Quant aux sels d'alumine et aux vaccins, c'est une affaire très compliquée. Actuellement, je pense que l'on peut dire avec assez de certitude que l'on n'a pas de preuve de l'existence d'un lien de causalité entre les vaccinations avec sel d'alumine et la fibromyalgie. On en revient toujours à la grande difficulté de faire la différence entre association et causalité. On peut faire les plus belles études d'association sans apporter jamais la preuve formelle du lien de causalité. Il y a quelques mois, j'ai participé à un groupe d'experts de l'INSERM qui s'était intéressé au lien qui existe entre les sels d'alumine et ces douleurs musculaires un peu diffuses, ces sortes de myosites qui ne s'accompagnent pas toujours d'inflammation dans les muscles. Une étude est prévue mais elle n'a pas encore démarré faute de soutiens financiers. Cet aspect est peut-être plus lié à des douleurs musculaires qu'à la fibromyalgie, même si des ponts sont parfois établis entre myosite et fibromyalgie.
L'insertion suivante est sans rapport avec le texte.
use serde::de::DeserializeOwned;
use std::fs;
use std::path::{Path, PathBuf};

/// Read a JSON or YAML input file (by extension) into a typed struct.
pub fn read_input<T: DeserializeOwned>(path: &str) -> Result<T, Box<dyn std::error::Error>> {
    let canonical = resolve_path(path)?;
    let contents = fs::read_to_string(&canonical)
        .map_err(|e| format!("Failed to read '{}': {}", canonical.display(), e))?;

    let value: T = if is_yaml(&canonical) {
        serde_yaml::from_str(&contents)
            .map_err(|e| format!("Failed to parse '{}': {}", canonical.display(), e))?
    } else {
        serde_json::from_str(&contents)
            .map_err(|e| format!("Failed to parse '{}': {}", canonical.display(), e))?
    };
    Ok(value)
}

fn is_yaml(path: &Path) -> bool {
    path.extension()
        .and_then(|ext| ext.to_str())
        .is_some_and(|ext| ext.eq_ignore_ascii_case("yaml") || ext.eq_ignore_ascii_case("yml"))
}

/// Resolve and validate the path.
fn resolve_path(path: &str) -> Result<PathBuf, Box<dyn std::error::Error>> {
    let p = Path::new(path);
    let canonical = if p.is_absolute() {
        p.to_path_buf()
    } else {
        std::env::current_dir()?.join(p)
    };

    if !canonical.exists() {
        return Err(format!("File not found: {}", canonical.display()).into());
    }

    if !canonical.is_file() {
        return Err(format!("Not a file: {}", canonical.display()).into());
    }

    Ok(canonical)
}

#[cfg(test)]
mod tests {
    use super::*;

    #[test]
    fn test_yaml_detection() {
        assert!(is_yaml(Path::new("deal.yaml")));
        assert!(is_yaml(Path::new("deal.YML")));
        assert!(!is_yaml(Path::new("deal.json")));
        assert!(!is_yaml(Path::new("deal")));
    }

    #[test]
    fn test_missing_file_reported() {
        let err = read_input::<serde_json::Value>("definitely/not/here.json").unwrap_err();
        assert!(err.to_string().contains("File not found"));
    }
}
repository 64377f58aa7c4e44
use thiserror::Error;

#[derive(Debug, Error)]
pub enum PropValError {
    #[error("Invalid assumptions: {field} — {reason}")]
    InvalidAssumptions { field: String, reason: String },

    #[error("Invalid loan terms: {field} — {reason}")]
    InvalidLoanTerms { field: String, reason: String },

    #[error("Invalid cap rate: {cap_rate}% — cap rate must be positive")]
    InvalidCapRate { cap_rate: f64 },

    #[error("Invalid distribution shape for {variable}: {shape} — Pareto shape must exceed 1 for the mean to exist")]
    InvalidDistributionShape { variable: String, shape: f64 },

    #[error("Invalid simulation config: {field} — {reason}")]
    InvalidConfig { field: String, reason: String },

    #[error("Invalid input: {field} — {reason}")]
    InvalidInput { field: String, reason: String },

    #[error("Insufficient data: {0}")]
    InsufficientData(String),

    #[error("Simulation cancelled after {completed} of {requested} trials")]
    Cancelled { completed: u32, requested: u32 },

    #[error("Simulation worker failed: {0}")]
    WorkerFailed(String),

    #[error("Serialization error: {0}")]
    SerializationError(String),
}

impl From<serde_json::Error> for PropValError {
    fn from(e: serde_json::Error) -> Self {
        PropValError::SerializationError(e.to_string())
    }
}
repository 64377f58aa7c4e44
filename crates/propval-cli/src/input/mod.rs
pub mod file;
pub mod stdin;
Monsieur Bapt, vous m'avez interrogé sur l'intérêt de faire des études de cohortes. Quand il s'agit répondre à des questions médicales avec précision, ce type d'études peut être d'une grande utilité, à partir du moment où des prélèvements biologiques sont effectués au début sur les cohortes. Nous n'avons actuellement aucun marqueur de la fibromyalgie, de patients souffrant de cette façon diffuse, ce qui nous complique bien la vie. Ce genre d'études pourrait notamment permettre de suivre l'évolution des patients atteints de fibromyalgie et d'effectuer des comparaisons avec un groupe de contrôle constitué de malades souffrant d'arthrose ou d'autres pathologies ostéo-articulaires. Les prélèvements biologiques – de sang, par exemple – effectués en début d'étude fourniraient une masse d'informations précieuses quelques années plus tard, peut-être sur les aspects génétiques actuellement étudiés par certaines équipes dans le monde. Je suis tout à fait favorable à ce genre d'approche par cohortes surtout si les études s'accompagnent de prélèvements biologiques.